(Records from a data source)
━━━━━━━━━━━━━━━━

//! Scenario orchestration: schedule, events, roster, periods x personas.

use crate::aggregate::aggregate;
use crate::provider::{PlanProvider, ProviderError};
use crate::RuntimeError;
use chrono::Utc;
use rand::SeedableRng;
use rand_chacha::ChaCha8Rng;
use tracing::{debug, info, warn};
use ttx_core::{
    build_schedule, validate_sim_config, CriticalIssueThresholds, GenerationSource,
    OperationalPeriod, PeriodResult, Persona, PersonaResponse, PersonaType, ScenarioConfig,
    ScenarioResults, ScenarioStatus, ScenarioType, SimConfig, TtxScript, ValidationError,
};
use ttx_events::{parse_action_plan, synthesize_timeline, PeriodEvents, SynthesisContext};
use ttx_knowledge::{build_persona_knowledge, knowledge_rng, PersonaKnowledge};
use ttx_personas::{
    build_roster, generate_location, persona_type_for, respond, PlacementParams,
};

/// ChaCha stream reserved for roster placement, so the roster does not depend
/// on how many draws event synthesis consumed.
pub const ROSTER_STREAM: u64 = 1;

/// Roster for a run seeded with `sim.rng_seed`.
pub fn scenario_roster(sim: &SimConfig, persona_count: u32) -> Vec<Persona> {
    let mut rng = ChaCha8Rng::seed_from_u64(sim.rng_seed);
    rng.set_stream(ROSTER_STREAM);
    build_roster(persona_count, sim, &mut rng)
}

fn title_case(raw: &str) -> String {
    raw.split_whitespace()
        .map(|w| {
            let mut chars = w.chars();
            match chars.next() {
                Some(c) => c.to_uppercase().chain(chars).collect(),
                None => String::new(),
            }
        })
        .collect::<Vec<_>>()
        .join(" ")
}

/// Display title such as "Major Hurricane Exercise: Tampa Bay".
pub fn exercise_title(scenario: &ScenarioConfig) -> String {
    let hazard = title_case(&scenario.scenario_type);
    let severity = title_case(&scenario.severity);
    if severity.is_empty() || hazard.contains(&severity) {
        format!("{hazard} Exercise: {}", scenario.location)
    } else {
        format!("{severity} {hazard} Exercise: {}", scenario.location)
    }
}

fn plan_events(
    scenario: &ScenarioConfig,
    schedule: &[OperationalPeriod],
    ctx: &SynthesisContext,
    provider: Option<&dyn PlanProvider>,
    rng: &mut ChaCha8Rng,
) -> Result<(Vec<PeriodEvents>, GenerationSource, ScenarioStatus), RuntimeError> {
    let Some(provider) = provider else {
        return Ok((
            synthesize_timeline(ctx, schedule, rng),
            GenerationSource::Template,
            ScenarioStatus::Completed,
        ));
    };
    match provider.fetch_plan(scenario, schedule) {
        Ok(raw) => {
            let plan = parse_action_plan(&raw, schedule)?;
            info!(provider = provider.name(), "using external action plan");
            Ok((
                plan.periods.into_iter().map(PeriodEvents::from).collect(),
                GenerationSource::External,
                ScenarioStatus::Completed,
            ))
        }
        Err(ProviderError::Unavailable(reason)) => {
            warn!(
                provider = provider.name(),
                %reason,
                "plan provider unavailable, falling back to templates"
            );
            Ok((
                synthesize_timeline(ctx, schedule, rng),
                GenerationSource::Template,
                ScenarioStatus::Degraded,
            ))
        }
        Err(e) => Err(e.into()),
    }
}

/// Run every persona through every period.
pub fn simulate_periods(
    roster: &[Persona],
    schedule: &[OperationalPeriod],
    events: Vec<PeriodEvents>,
    thresholds: &CriticalIssueThresholds,
) -> Vec<PeriodResult> {
    schedule
        .iter()
        .zip(events)
        .map(|(op, ev)| {
            let persona_responses: Vec<_> = roster.iter().map(|p| respond(p, op)).collect();
            let aggregates = aggregate(&persona_responses, thresholds);
            debug!(
                period = op.period_number,
                phase = %op.phase,
                injects = ev.injects.len(),
                actions = ev.eoc_actions.len(),
                issues = aggregates.critical_issues.len(),
                "period simulated"
            );
            PeriodResult {
                period_number: op.period_number,
                operational_period: op.clone(),
                injects: ev.injects,
                eoc_actions: ev.eoc_actions,
                persona_responses,
                aggregates,
            }
        })
        .collect()
}

/// Generate a complete scenario.
///
/// With no provider, events come from the hazard templates. An unavailable
/// provider falls back to templates and marks the result degraded; a payload
/// that fails structural validation is an error.
pub fn generate_scenario(
    scenario: &ScenarioConfig,
    sim: &SimConfig,
    provider: Option<&dyn PlanProvider>,
) -> Result<ScenarioResults, RuntimeError> {
    validate_sim_config(sim)?;
    let persona_count = scenario.agents.unwrap_or(sim.persona_count);
    if persona_count == 0 {
        return Err(ValidationError::ZeroPersonas.into());
    }
    let scenario_type = ScenarioType::parse_lenient(&scenario.scenario_type);
    info!(
        scenario = %scenario_type,
        location = %scenario.location,
        periods = sim.period_count,
        personas = persona_count,
        seed = sim.rng_seed,
        time = ?scenario.time,
        "generating scenario"
    );

    let schedule = build_schedule(sim.period_count, sim.base_hour_offset, &sim.phase_policy);
    let ctx = SynthesisContext {
        scenario_type,
        location: scenario.location.clone(),
        population: scenario.population,
    };
    let mut rng = ChaCha8Rng::seed_from_u64(sim.rng_seed);
    let (events, source, status) = plan_events(scenario, &schedule, &ctx, provider, &mut rng)?;

    let roster = scenario_roster(sim, persona_count);
    let period_results = simulate_periods(&roster, &schedule, events, &sim.critical_issues);

    let results = ScenarioResults {
        ttx_script: TtxScript {
            title: exercise_title(scenario),
            scenario_type,
            location: scenario.location.clone(),
            severity: scenario.severity.clone(),
            population: scenario.population,
            total_periods: sim.period_count,
            persona_count,
            seed: sim.rng_seed,
            source,
        },
        period_results,
        status,
        generated_at: Utc::now(),
    };
    info!(
        periods = results.period_results.len(),
        source = ?source,
        status = ?status,
        "scenario generated"
    );
    Ok(results)
}

fn response_type(r: &PersonaResponse, index: u32) -> PersonaType {
    PersonaType::parse_label(&r.persona_type).unwrap_or_else(|| persona_type_for(index))
}

/// Profile of `persona_id` as it appears in one period. Type, name and
/// demographics come from the response; placement is replayed on the roster
/// stream in response order, which is the order every generator places in.
fn persona_in_period(
    results: &ScenarioResults,
    period: &PeriodResult,
    sim: &SimConfig,
    persona_id: &str,
) -> Option<Persona> {
    let responses = &period.persona_responses;
    let index = responses.iter().position(|r| r.persona_id == persona_id)?;
    let params = PlacementParams {
        center: sim.map_center,
        radius_spread: sim.radius_spread,
        shelters: &sim.shelters,
        period_count: results.ttx_script.total_periods,
        evacuation_duration: sim.evacuation_duration,
    };
    let total = responses.len() as u32;
    let mut rng = ChaCha8Rng::seed_from_u64(results.ttx_script.seed);
    rng.set_stream(ROSTER_STREAM);

    let mut placed = None;
    for (i, r) in responses.iter().enumerate().take(index + 1) {
        let i = i as u32;
        let t = response_type(r, i);
        placed = Some((r, t, generate_location(t, i, total, &params, &mut rng)));
    }
    let (r, persona_type, location) = placed?;
    Some(Persona {
        id: r.persona_id.clone(),
        name: r.persona_name.clone(),
        persona_type,
        index: index as u32,
        demographics: r.demographics.clone(),
        location,
    })
}

/// Rebuild a persona's knowledge for one period of a generated or
/// transformed scenario. `sim` must be the configuration the scenario was
/// produced with, apart from the seed, which is taken from the script.
pub fn persona_knowledge(
    results: &ScenarioResults,
    sim: &SimConfig,
    persona_id: &str,
    period_number: u32,
) -> Result<PersonaKnowledge, RuntimeError> {
    let period = results
        .period(period_number)
        .ok_or(RuntimeError::UnknownPeriod(period_number))?;
    let persona = persona_in_period(results, period, sim, persona_id)
        .ok_or_else(|| RuntimeError::UnknownPersona(persona_id.to_string()))?;
    let mut rng = knowledge_rng(results.ttx_script.seed, persona.index, period_number);
    Ok(build_persona_knowledge(
        &persona,
        period,
        &results.ttx_script,
        &sim.knowledge,
        &mut rng,
    ))
}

━━━━━━━━━━━━━━━━

Scan the records for the string "SynthesisContext" and report each line where it occurs.

ANSWER>
use ttx_events::{parse_action_plan, synthesize_timeline, PeriodEvents, SynthesisContext};
    ctx: &SynthesisContext,
    let ctx = SynthesisContext {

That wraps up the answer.